From the records below, print exactly the lines starting at the one containing "pub const fn len(&self)" and ending at the one containing "in playback order.", ends included, and nothing else.

━━ DATA IN THIS EXERCISE ━━

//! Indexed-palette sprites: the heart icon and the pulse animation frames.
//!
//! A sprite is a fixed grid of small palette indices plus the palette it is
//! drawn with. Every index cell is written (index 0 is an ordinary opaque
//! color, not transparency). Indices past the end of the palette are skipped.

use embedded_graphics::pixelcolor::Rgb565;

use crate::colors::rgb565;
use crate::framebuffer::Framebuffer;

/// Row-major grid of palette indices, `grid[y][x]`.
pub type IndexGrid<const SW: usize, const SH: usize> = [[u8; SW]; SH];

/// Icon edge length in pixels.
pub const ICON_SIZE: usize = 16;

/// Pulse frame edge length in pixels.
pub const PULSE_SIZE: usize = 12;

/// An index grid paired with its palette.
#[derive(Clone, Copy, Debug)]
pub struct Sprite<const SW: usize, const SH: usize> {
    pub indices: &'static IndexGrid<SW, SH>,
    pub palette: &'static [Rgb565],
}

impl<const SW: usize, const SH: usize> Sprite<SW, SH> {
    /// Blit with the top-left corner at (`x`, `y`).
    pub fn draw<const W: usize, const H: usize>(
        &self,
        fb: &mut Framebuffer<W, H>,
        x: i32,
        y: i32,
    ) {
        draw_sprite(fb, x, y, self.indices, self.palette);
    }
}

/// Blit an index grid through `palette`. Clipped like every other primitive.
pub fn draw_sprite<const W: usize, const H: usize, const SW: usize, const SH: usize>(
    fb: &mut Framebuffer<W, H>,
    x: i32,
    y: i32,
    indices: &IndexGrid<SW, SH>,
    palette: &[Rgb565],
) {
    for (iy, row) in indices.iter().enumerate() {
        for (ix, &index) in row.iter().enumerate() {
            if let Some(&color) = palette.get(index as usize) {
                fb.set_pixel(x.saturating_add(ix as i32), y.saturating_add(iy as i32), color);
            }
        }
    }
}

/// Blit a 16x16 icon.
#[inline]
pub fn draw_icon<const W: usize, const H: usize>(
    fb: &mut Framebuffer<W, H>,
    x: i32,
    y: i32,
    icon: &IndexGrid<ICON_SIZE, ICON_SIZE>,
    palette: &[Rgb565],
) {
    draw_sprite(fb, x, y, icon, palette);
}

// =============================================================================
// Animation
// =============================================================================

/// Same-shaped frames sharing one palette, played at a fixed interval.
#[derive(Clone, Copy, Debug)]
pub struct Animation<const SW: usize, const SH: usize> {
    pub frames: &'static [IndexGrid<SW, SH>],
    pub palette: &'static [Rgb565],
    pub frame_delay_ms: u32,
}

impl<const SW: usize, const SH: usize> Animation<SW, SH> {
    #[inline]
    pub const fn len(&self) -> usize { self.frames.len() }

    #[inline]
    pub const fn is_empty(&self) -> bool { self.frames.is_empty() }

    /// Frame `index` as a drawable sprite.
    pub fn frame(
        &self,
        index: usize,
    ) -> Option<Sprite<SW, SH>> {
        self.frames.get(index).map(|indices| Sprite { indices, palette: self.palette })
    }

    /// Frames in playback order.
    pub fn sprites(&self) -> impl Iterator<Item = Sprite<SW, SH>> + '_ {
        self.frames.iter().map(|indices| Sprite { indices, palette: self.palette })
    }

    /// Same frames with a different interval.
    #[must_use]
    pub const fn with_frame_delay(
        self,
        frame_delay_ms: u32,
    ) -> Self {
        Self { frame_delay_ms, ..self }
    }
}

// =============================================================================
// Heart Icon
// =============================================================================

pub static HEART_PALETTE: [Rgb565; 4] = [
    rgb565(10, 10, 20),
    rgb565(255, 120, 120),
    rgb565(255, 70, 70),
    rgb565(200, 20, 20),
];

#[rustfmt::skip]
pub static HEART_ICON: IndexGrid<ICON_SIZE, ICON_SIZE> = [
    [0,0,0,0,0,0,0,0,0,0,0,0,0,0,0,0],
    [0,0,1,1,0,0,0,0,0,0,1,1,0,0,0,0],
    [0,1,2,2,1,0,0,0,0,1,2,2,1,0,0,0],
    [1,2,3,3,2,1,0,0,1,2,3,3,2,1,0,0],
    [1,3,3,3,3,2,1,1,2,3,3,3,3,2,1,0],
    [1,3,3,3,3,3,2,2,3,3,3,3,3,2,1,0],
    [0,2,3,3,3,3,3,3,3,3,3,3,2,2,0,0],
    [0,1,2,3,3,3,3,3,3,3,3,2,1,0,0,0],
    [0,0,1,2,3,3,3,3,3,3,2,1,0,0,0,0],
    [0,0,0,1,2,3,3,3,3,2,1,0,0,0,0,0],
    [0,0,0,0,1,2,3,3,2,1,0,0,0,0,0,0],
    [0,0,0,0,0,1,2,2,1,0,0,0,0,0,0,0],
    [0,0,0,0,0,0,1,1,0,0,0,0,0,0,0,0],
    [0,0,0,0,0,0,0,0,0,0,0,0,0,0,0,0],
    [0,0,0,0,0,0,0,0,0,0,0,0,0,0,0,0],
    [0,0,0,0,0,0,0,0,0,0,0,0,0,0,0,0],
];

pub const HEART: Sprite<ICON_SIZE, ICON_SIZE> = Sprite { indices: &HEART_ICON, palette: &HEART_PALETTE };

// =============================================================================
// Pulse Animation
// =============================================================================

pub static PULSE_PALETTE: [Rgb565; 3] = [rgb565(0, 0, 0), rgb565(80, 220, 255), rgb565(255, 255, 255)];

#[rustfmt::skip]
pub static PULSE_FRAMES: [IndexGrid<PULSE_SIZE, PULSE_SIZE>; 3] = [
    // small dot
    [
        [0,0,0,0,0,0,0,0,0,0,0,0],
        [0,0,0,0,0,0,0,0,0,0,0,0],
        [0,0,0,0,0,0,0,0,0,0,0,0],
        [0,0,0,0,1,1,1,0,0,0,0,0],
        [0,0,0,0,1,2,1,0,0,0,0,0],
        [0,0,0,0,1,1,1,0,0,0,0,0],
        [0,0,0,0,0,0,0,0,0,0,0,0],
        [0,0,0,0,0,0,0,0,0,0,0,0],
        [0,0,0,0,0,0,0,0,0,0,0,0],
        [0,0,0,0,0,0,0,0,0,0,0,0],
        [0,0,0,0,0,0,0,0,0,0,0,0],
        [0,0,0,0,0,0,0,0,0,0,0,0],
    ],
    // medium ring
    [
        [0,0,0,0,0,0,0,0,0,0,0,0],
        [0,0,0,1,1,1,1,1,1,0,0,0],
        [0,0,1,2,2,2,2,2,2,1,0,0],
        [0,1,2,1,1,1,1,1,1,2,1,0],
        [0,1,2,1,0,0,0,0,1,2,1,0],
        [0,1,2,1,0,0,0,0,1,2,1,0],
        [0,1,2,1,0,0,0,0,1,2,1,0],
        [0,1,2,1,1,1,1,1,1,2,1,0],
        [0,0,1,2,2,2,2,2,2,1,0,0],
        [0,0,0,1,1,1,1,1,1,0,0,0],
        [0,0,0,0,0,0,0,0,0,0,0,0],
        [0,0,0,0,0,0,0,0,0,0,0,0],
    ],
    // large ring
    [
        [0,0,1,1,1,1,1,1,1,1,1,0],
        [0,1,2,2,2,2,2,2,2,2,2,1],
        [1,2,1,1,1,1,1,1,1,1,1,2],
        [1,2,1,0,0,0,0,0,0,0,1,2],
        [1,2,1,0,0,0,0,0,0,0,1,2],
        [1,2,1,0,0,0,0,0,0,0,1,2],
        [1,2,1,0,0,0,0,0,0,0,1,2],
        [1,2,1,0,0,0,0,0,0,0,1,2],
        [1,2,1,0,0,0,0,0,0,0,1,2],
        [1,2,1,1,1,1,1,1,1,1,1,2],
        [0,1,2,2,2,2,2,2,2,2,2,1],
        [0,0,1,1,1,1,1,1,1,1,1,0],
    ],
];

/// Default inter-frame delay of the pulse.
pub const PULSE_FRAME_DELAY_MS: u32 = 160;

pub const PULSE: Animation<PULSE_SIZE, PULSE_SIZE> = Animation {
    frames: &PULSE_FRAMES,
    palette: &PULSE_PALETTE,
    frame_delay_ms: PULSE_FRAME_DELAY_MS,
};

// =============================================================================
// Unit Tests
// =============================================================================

━━━

(ANSWER AREA)
    pub const fn len(&self) -> usize { self.frames.len() }

    #[inline]
    pub const fn is_empty(&self) -> bool { self.frames.is_empty() }

    /// Frame `index` as a drawable sprite.
    pub fn frame(
        &self,
        index: usize,
    ) -> Option<Sprite<SW, SH>> {
        self.frames.get(index).map(|indices| Sprite { indices, palette: self.palette })
    }

    /// Frames in playback order.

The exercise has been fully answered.